What role do nitrogen-fixing bacteria play in the nitrogen cycle?
-Nitrogen-fixing bacteria either live freely in the soil or are associated with the roots of leguminous plants, where they convert atmospheric nitrogen (N2) into usable forms like ammonia, nitrite, and nitrate.
What are the main steps involved in the nitrogen cycle?
-The nitrogen cycle includes four main processes: nitrogen fixation, ammonification, nitrification, and denitrification.
What happens during the process of ammonification?

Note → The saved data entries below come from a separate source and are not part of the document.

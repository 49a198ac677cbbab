//! Observer interface injected into every component, plus a recorder.
//!
//! Components never write statistics themselves. They report data-loss
//! conditions, buffer depths, the age of the data they consume and task state
//! changes to an [`Observer`] handed to them at construction. [`Recorder`]
//! keeps counters, age statistics and a bounded transition trace so tests and
//! the run report can inspect them afterwards.

use embassy_time::{Duration, Instant};
use serde::Serialize;
use std::cell::RefCell;
use std::collections::{BTreeMap, VecDeque};
use std::rc::Rc;

use crate::kernel::task_state::TaskState;

use super::types::{BusId, FrameKey};

/// Maximum number of task transitions kept by a [`Recorder`]. The oldest
/// entries are dropped first.
pub const TRACE_CAPACITY: usize = 100_000;

/// Shared observer handle. Everything runs on the single event thread.
pub type ObserverHandle = Rc<dyn Observer>;

/// Callbacks a component may fire. All default to doing nothing.
pub trait Observer {
    /// A value that was never read got overwritten.
    fn overrun(&self, _key: &FrameKey) {}
    /// The same value was read more than once.
    fn underrun(&self, _key: &FrameKey) {}
    /// Current depth of a software buffer; `bus` is `None` for buffers that
    /// are not split per bus.
    fn buffer_depth(&self, _bus: Option<&BusId>, _depth: usize) {}
    /// The scheduler saw or caused a task state change.
    fn task_transition(&self, _at: Instant, _task: &str, _state: TaskState) {}
    /// An arbitration completed; `chosen` is `None` when nothing was eligible.
    fn arbitration(&self, _at: Instant, _candidates: usize, _chosen: Option<&str>) {}
    /// A periodic activation found its task still busy.
    fn activation_overrun(&self, _at: Instant, _task: &str) {}
    /// `task` consumed a real value of `key`. `since_generation` is the time
    /// since its producer created it, `since_origin` the time since the oldest
    /// data it was computed from entered the node.
    fn frame_age(&self, _task: &str, _key: &FrameKey, _since_generation: Duration, _since_origin: Duration) {}
}

/// Observer that ignores everything.
pub struct NullObserver;

impl Observer for NullObserver {}

pub fn null_observer() -> ObserverHandle {
    Rc::new(NullObserver)
}

#[derive(Debug, Default, Clone, Copy, PartialEq, Eq, Serialize)]
pub struct KeyCounters {
    pub overruns: u64,
    pub underruns: u64,
}

#[derive(Debug, Default, Clone, Copy, PartialEq, Eq, Serialize)]
pub struct DepthGauge {
    pub current: usize,
    pub max: usize,
}

/// Running statistics over a series of ages, in microseconds.
#[derive(Debug, Default, Clone, Copy, PartialEq, Eq, Serialize)]
pub struct AgeStats {
    pub count: u64,
    pub min_us: u64,
    pub max_us: u64,
    pub total_us: u64,
}

impl AgeStats {
    fn record(&mut self, age: Duration) {
        let us = age.as_micros();
        if self.count == 0 {
            self.min_us = us;
            self.max_us = us;
        } else {
            self.min_us = self.min_us.min(us);
            self.max_us = self.max_us.max(us);
        }
        self.count += 1;
        self.total_us += us;
    }

    pub fn mean_us(&self) -> Option<f64> {
        (self.count > 0).then(|| self.total_us as f64 / self.count as f64)
    }
}

/// Ages of one key as seen by one consuming task.
#[derive(Debug, Default, Clone, Copy, PartialEq, Eq, Serialize)]
pub struct FrameAges {
    pub since_generation: AgeStats,
    pub since_origin: AgeStats,
}

#[derive(Debug, Clone, PartialEq, Eq, Serialize)]
pub struct TransitionRecord {
    pub at_us: u64,
    pub task: String,
    pub state: TaskState,
}

#[derive(Default)]
struct Records {
    keys: BTreeMap<FrameKey, KeyCounters>,
    depths: BTreeMap<Option<BusId>, DepthGauge>,
    ages: BTreeMap<(String, FrameKey), FrameAges>,
    transitions: VecDeque<TransitionRecord>,
    dispatches: u64,
    idle_arbitrations: u64,
    activation_overruns: BTreeMap<String, u64>,
}

/// Recording observer. Cloning yields another handle to the same records.
#[derive(Clone, Default)]
pub struct Recorder {
    records: Rc<RefCell<Records>>,
}

impl Recorder {
    pub fn new() -> Self {
        Self::default()
    }

    pub fn handle(&self) -> ObserverHandle {
        Rc::new(self.clone())
    }

    pub fn counters(&self, key: &FrameKey) -> KeyCounters {
        self.records.borrow().keys.get(key).copied().unwrap_or_default()
    }

    pub fn all_counters(&self) -> Vec<(FrameKey, KeyCounters)> {
        self.records.borrow().keys.iter().map(|(k, c)| (k.clone(), *c)).collect()
    }

    pub fn total_overruns(&self) -> u64 {
        self.records.borrow().keys.values().map(|c| c.overruns).sum()
    }

    pub fn total_underruns(&self) -> u64 {
        self.records.borrow().keys.values().map(|c| c.underruns).sum()
    }

    pub fn depth(&self, bus: Option<&BusId>) -> DepthGauge {
        self.records.borrow().depths.get(&bus.cloned()).copied().unwrap_or_default()
    }

    pub fn all_depths(&self) -> Vec<(Option<BusId>, DepthGauge)> {
        self.records.borrow().depths.iter().map(|(b, g)| (b.clone(), *g)).collect()
    }

    pub fn ages(&self, task: &str, key: &FrameKey) -> FrameAges {
        self.records
            .borrow()
            .ages
            .get(&(task.to_string(), key.clone()))
            .copied()
            .unwrap_or_default()
    }

    /// Every (task, key) pair with recorded ages, ordered by task then key.
    pub fn all_ages(&self) -> Vec<(String, FrameKey, FrameAges)> {
        self.records
            .borrow()
            .ages
            .iter()
            .map(|((task, key), ages)| (task.clone(), key.clone(), *ages))
            .collect()
    }

    pub fn transitions(&self) -> Vec<TransitionRecord> {
        self.records.borrow().transitions.iter().cloned().collect()
    }

    /// Transitions of one task, oldest first.
    pub fn transitions_of(&self, task: &str) -> Vec<TransitionRecord> {
        self.records.borrow().transitions.iter().filter(|t| t.task == task).cloned().collect()
    }

    pub fn dispatches(&self) -> u64 {
        self.records.borrow().dispatches
    }

    pub fn idle_arbitrations(&self) -> u64 {
        self.records.borrow().idle_arbitrations
    }

    pub fn activation_overruns(&self) -> BTreeMap<String, u64> {
        self.records.borrow().activation_overruns.clone()
    }
}

impl Observer for Recorder {
    fn overrun(&self, key: &FrameKey) {
        log::warn!("Overrun on frame {}", key);
        self.records.borrow_mut().keys.entry(key.clone()).or_default().overruns += 1;
    }

    fn underrun(&self, key: &FrameKey) {
        log::debug!("Underrun on frame {}", key);
        self.records.borrow_mut().keys.entry(key.clone()).or_default().underruns += 1;
    }

    fn buffer_depth(&self, bus: Option<&BusId>, depth: usize) {
        let mut records = self.records.borrow_mut();
        let gauge = records.depths.entry(bus.cloned()).or_default();
        gauge.current = depth;
        gauge.max = gauge.max.max(depth);
    }

    fn task_transition(&self, at: Instant, task: &str, state: TaskState) {
        let mut records = self.records.borrow_mut();
        if records.transitions.len() >= TRACE_CAPACITY {
            records.transitions.pop_front();
        }
        records.transitions.push_back(TransitionRecord {
            at_us: at.as_micros(),
            task: task.to_string(),
            state,
        });
    }

    fn arbitration(&self, _at: Instant, _candidates: usize, chosen: Option<&str>) {
        let mut records = self.records.borrow_mut();
        match chosen {
            Some(_) => records.dispatches += 1,
            None => records.idle_arbitrations += 1,
        }
    }

    fn activation_overrun(&self, at: Instant, task: &str) {
        log::warn!("Activation overrun of {} at {} us", task, at.as_micros());
        *self.records.borrow_mut().activation_overruns.entry(task.to_string()).or_default() += 1;
    }

    fn frame_age(&self, task: &str, key: &FrameKey, since_generation: Duration, since_origin: Duration) {
        let mut records = self.records.borrow_mut();
        let ages = records.ages.entry((task.to_string(), key.clone())).or_default();
        ages.since_generation.record(since_generation);
        ages.since_origin.record(since_origin);
    }
}

#[cfg(test)]
mod tests {
    use super::*;

    #[test]
    fn recorder_handles_share_records() {
        let recorder = Recorder::new();
        let handle = recorder.handle();
        let key = FrameKey::new("B1", 42);
        handle.overrun(&key);
        handle.underrun(&key);
        handle.underrun(&key);
        assert_eq!(recorder.counters(&key), KeyCounters { overruns: 1, underruns: 2 });
        assert_eq!(recorder.total_underruns(), 2);
    }

    #[test]
    fn depth_gauge_tracks_maximum() {
        let recorder = Recorder::new();
        let bus = BusId::new("B1");
        recorder.buffer_depth(Some(&bus), 3);
        recorder.buffer_depth(Some(&bus), 1);
        assert_eq!(recorder.depth(Some(&bus)), DepthGauge { current: 1, max: 3 });
        assert_eq!(recorder.depth(None), DepthGauge::default());
    }

    #[test]
    fn trace_is_bounded() {
        let recorder = Recorder::new();
        for i in 0..(TRACE_CAPACITY as u64 + 10) {
            recorder.task_transition(Instant::from_micros(i), "t", TaskState::Ready);
        }
        let trace = recorder.transitions();
        assert_eq!(trace.len(), TRACE_CAPACITY);
        assert_eq!(trace[0].at_us, 10);
    }

    #[test]
    fn ages_are_kept_per_task_and_key() {
        let recorder = Recorder::new();
        let key = FrameKey::new("B1", 42);
        recorder.frame_age("brake", &key, Duration::from_micros(300), Duration::from_micros(900));
        recorder.frame_age("brake", &key, Duration::from_micros(100), Duration::from_micros(1_500));
        recorder.frame_age("dash", &key, Duration::from_micros(50), Duration::from_micros(50));

        let ages = recorder.ages("brake", &key);
        assert_eq!(
            ages.since_generation,
            AgeStats {
                count: 2,
                min_us: 100,
                max_us: 300,
                total_us: 400
            }
        );
        assert_eq!(ages.since_origin.mean_us(), Some(1_200.0));
        assert_eq!(recorder.ages("dash", &key).since_origin.count, 1);
        assert_eq!(recorder.ages("other", &key).since_generation.mean_us(), None);
        assert_eq!(recorder.all_ages().len(), 2);
    }
}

-During ammonification, urea, a waste product from animal metabolism, is broken down by soil bacteria into ammonia.
How does nitrification contribute to the nitrogen cycle?
-Nitrification is the process in which nitrifying bacteria in the soil convert ammonia into nitrates, which are essential for plant growth.
What is denitrification, and why is it important?
-Denitrification is the process by which denitrifying bacteria convert nitrates back into nitrogen gas (N2), releasing it into the atmosphere, completing the nitrogen cycle.
Why is nitrogen important for plants and animals?
-Nitrogen is crucial for plant growth as it is a key component of proteins and DNA. Animals obtain nitrogen directly or indirectly from plants, which are part of the food chain.
What environmental issue can arise from excess nitrogen in the soil?
-Excess nitrogen in the soil, often due to fertilizer use or animal activity, can lead to nutrient imbalances in aquatic ecosystems, causing algae blooms and a phenomenon called eutrophication.